EXERCISE PROMPT
Please return every line of the records below that holds the word "PipelineError".

-- STORED DATA follows --

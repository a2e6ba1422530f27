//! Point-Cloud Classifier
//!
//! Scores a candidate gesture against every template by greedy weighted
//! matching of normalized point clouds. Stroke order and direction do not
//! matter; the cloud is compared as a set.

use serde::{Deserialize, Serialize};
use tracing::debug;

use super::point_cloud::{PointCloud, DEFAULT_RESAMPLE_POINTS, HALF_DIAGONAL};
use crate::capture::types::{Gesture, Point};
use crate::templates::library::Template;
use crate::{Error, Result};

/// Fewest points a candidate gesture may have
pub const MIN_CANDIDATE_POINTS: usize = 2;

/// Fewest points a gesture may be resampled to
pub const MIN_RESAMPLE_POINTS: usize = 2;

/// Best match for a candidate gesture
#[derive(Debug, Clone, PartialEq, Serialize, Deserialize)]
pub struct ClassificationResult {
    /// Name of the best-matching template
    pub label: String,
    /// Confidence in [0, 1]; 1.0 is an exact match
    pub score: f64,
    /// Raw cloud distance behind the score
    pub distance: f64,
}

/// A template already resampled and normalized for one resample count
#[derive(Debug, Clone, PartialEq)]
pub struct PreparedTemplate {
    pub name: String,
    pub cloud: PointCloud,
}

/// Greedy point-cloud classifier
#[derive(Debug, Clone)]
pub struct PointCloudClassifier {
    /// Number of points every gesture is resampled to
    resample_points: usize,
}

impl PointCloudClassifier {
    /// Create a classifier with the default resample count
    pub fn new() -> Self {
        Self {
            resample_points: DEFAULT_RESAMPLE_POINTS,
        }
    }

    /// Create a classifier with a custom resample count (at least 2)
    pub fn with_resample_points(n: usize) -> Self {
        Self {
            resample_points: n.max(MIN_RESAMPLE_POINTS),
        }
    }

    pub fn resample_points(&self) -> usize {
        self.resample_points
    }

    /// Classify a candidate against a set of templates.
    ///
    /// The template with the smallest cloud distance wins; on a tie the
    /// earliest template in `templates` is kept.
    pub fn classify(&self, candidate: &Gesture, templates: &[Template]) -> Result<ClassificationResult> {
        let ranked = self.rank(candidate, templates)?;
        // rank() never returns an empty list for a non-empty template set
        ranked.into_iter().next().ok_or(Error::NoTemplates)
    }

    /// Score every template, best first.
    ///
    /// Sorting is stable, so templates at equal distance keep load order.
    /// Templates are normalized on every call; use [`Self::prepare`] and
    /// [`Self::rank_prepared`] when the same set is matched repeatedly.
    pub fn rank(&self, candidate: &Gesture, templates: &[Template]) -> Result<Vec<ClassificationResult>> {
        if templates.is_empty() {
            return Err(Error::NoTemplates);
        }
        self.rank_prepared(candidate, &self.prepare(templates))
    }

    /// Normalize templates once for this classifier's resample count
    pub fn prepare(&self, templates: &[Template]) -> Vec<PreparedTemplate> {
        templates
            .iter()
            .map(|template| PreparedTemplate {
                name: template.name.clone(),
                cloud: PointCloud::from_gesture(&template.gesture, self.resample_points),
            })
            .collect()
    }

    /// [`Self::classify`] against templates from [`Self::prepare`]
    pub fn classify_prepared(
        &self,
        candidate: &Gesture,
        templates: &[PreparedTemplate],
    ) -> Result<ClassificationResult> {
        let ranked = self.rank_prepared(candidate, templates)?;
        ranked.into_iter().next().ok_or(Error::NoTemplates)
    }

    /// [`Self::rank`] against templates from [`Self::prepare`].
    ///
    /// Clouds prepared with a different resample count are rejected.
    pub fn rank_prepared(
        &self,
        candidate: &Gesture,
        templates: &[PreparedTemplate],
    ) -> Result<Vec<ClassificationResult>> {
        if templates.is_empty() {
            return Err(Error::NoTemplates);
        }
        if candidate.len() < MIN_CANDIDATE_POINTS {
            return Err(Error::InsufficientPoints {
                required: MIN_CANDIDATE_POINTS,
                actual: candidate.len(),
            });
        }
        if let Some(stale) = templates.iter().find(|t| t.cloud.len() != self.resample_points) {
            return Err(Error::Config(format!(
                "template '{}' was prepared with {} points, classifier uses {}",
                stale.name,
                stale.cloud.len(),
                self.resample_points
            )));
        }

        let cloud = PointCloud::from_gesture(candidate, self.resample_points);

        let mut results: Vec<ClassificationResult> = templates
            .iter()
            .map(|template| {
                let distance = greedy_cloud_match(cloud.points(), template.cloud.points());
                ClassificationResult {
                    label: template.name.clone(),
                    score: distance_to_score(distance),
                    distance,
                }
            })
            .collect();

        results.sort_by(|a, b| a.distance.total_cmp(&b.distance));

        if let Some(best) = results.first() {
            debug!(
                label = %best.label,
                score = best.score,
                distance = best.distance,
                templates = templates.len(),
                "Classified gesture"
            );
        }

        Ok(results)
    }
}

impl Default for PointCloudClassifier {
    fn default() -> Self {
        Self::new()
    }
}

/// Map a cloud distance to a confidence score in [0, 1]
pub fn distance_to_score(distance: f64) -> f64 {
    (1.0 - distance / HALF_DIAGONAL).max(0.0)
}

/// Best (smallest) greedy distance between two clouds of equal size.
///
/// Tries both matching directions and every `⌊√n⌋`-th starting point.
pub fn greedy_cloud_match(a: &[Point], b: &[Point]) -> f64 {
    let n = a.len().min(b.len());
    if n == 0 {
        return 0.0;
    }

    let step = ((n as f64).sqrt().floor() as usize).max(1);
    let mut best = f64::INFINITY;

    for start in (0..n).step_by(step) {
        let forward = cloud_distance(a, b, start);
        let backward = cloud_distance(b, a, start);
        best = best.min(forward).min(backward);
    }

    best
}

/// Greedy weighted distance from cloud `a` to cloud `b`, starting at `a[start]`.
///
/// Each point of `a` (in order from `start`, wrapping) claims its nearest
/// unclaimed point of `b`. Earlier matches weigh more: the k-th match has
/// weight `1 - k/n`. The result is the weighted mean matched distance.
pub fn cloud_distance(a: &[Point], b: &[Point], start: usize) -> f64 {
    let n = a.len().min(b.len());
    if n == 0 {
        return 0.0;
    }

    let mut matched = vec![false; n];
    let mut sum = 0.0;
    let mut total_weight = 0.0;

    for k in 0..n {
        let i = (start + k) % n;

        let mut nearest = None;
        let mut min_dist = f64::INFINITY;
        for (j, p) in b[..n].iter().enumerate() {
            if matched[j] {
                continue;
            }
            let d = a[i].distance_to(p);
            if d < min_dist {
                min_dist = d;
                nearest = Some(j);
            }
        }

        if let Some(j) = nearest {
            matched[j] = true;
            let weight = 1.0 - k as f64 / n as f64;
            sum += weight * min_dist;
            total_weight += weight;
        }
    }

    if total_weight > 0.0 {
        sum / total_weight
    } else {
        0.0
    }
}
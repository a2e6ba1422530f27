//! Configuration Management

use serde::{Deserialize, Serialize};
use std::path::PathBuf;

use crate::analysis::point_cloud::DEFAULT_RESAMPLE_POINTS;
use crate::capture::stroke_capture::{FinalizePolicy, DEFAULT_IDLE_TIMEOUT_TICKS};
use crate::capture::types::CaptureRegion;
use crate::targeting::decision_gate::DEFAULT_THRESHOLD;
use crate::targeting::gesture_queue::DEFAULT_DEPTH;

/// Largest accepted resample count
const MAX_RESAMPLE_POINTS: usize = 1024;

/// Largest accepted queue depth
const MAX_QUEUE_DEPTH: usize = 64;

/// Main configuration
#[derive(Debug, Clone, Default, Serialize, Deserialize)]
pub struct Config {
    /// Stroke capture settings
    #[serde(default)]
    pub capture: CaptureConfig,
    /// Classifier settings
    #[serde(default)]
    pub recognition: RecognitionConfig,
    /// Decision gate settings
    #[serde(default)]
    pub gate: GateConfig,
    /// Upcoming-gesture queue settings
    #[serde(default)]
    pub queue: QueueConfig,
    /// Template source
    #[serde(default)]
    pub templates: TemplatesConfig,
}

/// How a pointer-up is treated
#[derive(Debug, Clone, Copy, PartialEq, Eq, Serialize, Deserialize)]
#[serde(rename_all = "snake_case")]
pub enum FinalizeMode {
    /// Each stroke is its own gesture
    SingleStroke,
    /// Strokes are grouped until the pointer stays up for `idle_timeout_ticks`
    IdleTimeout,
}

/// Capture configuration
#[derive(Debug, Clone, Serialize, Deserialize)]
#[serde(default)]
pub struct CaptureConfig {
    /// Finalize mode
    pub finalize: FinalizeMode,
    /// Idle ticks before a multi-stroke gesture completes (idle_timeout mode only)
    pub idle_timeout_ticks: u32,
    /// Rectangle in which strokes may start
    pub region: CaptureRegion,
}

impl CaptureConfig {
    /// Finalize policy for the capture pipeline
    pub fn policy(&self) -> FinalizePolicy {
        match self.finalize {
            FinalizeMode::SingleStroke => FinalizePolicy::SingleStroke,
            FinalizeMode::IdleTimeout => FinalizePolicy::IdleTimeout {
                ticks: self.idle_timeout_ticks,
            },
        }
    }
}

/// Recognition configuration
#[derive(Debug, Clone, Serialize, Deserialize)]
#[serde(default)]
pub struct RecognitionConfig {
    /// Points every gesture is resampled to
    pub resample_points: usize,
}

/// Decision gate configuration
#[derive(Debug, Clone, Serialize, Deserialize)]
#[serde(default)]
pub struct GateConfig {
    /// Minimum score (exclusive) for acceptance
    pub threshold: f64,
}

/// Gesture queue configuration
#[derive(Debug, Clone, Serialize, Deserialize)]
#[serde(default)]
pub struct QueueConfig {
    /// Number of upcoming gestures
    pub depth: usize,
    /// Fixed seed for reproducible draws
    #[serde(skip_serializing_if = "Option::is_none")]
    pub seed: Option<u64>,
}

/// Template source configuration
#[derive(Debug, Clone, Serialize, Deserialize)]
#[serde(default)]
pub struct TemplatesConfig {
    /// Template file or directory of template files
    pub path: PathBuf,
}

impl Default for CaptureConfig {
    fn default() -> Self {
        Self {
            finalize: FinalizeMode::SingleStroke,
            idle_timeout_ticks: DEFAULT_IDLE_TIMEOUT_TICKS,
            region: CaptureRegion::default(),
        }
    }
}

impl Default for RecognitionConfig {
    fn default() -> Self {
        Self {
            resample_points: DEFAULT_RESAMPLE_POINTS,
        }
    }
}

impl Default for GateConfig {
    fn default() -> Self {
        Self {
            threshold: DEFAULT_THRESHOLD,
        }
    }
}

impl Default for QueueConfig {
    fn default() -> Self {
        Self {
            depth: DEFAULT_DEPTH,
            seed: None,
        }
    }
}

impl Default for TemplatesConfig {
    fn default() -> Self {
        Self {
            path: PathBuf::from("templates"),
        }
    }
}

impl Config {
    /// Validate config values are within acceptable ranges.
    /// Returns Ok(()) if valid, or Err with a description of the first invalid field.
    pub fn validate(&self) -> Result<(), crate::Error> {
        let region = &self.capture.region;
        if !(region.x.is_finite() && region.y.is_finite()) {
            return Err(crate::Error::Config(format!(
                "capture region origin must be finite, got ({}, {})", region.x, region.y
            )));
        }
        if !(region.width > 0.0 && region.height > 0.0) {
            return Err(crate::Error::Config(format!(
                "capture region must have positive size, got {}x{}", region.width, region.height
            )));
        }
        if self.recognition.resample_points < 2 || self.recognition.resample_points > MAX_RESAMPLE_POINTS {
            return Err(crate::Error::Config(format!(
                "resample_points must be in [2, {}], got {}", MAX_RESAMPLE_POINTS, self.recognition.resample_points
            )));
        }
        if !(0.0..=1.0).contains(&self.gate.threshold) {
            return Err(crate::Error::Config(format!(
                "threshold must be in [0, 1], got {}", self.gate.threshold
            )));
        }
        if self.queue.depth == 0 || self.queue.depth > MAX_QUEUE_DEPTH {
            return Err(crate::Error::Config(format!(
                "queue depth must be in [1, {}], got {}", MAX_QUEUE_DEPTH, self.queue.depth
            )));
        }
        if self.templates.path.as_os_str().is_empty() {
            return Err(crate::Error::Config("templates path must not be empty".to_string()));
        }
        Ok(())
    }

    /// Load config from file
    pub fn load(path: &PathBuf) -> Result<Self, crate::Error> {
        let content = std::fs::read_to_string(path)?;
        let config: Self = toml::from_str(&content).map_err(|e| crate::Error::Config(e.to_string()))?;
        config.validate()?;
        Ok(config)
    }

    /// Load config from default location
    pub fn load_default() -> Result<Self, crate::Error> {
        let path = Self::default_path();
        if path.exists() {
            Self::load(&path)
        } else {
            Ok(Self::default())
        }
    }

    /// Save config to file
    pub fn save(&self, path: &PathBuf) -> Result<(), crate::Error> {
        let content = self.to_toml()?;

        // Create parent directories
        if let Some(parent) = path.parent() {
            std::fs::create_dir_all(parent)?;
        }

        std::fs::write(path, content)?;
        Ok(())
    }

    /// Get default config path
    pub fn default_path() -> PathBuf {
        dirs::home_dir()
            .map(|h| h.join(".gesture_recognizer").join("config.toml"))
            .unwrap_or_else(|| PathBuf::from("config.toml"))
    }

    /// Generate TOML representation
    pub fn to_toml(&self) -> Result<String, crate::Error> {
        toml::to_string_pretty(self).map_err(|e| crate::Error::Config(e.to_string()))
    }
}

-- STORED DATA concluded --
-- STORED DATA follows --

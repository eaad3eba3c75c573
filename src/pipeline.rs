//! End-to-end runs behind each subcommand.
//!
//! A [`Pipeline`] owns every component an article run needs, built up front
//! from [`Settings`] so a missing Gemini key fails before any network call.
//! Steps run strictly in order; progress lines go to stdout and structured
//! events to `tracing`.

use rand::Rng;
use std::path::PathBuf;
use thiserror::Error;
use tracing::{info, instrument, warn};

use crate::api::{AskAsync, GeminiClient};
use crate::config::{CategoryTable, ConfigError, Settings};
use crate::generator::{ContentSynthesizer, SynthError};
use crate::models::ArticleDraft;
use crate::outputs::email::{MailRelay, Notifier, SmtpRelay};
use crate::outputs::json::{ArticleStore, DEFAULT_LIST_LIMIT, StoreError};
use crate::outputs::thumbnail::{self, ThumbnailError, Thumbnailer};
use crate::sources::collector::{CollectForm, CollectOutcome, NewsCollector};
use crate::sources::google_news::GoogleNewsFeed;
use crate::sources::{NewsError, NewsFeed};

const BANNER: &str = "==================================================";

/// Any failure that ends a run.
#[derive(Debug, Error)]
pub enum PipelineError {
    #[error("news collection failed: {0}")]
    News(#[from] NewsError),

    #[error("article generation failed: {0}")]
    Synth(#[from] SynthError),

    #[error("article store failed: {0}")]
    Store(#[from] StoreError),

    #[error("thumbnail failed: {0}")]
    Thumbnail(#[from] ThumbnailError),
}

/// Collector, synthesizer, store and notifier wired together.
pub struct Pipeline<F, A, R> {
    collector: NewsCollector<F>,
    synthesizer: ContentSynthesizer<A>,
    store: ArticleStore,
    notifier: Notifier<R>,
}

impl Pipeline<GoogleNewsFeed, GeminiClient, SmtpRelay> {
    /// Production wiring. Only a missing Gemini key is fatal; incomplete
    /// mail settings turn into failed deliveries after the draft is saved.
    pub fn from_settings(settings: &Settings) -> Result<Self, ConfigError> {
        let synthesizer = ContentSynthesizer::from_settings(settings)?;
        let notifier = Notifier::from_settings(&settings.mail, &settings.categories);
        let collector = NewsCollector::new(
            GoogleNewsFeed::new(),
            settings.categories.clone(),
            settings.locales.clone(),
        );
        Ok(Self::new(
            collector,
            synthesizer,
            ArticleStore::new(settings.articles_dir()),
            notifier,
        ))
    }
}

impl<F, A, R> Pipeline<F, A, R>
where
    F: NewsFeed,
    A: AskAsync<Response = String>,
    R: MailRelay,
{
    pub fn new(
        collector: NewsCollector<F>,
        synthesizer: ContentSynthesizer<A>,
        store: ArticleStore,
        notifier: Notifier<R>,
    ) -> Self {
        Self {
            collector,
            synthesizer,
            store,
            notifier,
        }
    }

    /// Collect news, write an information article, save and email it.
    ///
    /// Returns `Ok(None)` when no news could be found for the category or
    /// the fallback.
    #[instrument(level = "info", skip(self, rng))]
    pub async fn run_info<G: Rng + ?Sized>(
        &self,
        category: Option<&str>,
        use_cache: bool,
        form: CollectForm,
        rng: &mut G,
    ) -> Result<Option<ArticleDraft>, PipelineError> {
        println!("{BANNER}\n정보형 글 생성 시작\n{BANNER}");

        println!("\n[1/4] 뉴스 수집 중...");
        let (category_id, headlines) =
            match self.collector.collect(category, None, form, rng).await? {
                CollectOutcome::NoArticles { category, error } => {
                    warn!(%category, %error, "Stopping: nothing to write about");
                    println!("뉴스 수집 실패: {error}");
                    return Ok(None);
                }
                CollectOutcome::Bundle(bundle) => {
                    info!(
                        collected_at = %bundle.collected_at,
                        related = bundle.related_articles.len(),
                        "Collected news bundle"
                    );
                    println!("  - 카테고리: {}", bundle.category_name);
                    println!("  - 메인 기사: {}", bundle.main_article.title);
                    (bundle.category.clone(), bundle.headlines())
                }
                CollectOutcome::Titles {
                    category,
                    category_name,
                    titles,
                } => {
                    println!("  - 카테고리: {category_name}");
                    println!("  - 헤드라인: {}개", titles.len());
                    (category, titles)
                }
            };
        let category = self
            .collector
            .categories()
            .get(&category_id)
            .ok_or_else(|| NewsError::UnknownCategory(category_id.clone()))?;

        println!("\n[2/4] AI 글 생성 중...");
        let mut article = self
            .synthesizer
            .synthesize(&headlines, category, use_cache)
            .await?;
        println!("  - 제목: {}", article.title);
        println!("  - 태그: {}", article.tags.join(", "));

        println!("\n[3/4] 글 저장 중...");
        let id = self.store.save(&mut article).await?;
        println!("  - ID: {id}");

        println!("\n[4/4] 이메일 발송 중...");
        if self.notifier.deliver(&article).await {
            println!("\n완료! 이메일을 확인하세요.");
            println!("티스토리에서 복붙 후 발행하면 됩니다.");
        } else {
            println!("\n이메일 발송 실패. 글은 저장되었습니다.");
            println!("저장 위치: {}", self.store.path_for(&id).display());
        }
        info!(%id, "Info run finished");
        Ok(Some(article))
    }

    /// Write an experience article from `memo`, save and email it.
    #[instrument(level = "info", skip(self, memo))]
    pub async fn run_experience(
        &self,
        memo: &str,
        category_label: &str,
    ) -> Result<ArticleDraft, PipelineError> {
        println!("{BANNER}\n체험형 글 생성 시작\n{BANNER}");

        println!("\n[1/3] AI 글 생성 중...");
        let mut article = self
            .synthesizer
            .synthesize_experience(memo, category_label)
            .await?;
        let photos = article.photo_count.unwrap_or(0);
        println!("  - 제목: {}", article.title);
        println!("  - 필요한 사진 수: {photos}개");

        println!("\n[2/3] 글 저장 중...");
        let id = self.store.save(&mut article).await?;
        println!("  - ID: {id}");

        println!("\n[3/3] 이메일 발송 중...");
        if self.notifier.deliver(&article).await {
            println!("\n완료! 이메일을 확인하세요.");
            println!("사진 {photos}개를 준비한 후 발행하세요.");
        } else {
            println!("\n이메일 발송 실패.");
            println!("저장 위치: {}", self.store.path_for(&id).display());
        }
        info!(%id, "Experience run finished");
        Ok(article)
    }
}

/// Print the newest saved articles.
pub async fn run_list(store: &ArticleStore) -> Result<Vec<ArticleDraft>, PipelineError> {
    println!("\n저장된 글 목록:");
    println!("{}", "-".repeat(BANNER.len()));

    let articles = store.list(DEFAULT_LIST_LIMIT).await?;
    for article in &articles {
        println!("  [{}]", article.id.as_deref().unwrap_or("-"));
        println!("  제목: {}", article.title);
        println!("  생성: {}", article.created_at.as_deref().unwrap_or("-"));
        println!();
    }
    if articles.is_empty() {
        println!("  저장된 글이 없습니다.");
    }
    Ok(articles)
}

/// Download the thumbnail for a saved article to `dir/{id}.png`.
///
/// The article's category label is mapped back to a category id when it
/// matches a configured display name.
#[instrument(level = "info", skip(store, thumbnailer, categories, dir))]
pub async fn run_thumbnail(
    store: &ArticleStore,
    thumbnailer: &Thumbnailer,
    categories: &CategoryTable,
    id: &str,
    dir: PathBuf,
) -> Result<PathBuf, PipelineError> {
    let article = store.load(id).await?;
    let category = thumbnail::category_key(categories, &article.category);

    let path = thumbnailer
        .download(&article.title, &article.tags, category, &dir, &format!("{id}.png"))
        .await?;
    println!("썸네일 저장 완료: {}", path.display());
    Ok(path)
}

-- STORED DATA concluded --

ANSWER BOX
pub enum PipelineError {
    ) -> Result<Option<ArticleDraft>, PipelineError> {
    ) -> Result<ArticleDraft, PipelineError> {
pub async fn run_list(store: &ArticleStore) -> Result<Vec<ArticleDraft>, PipelineError> {
) -> Result<PathBuf, PipelineError> {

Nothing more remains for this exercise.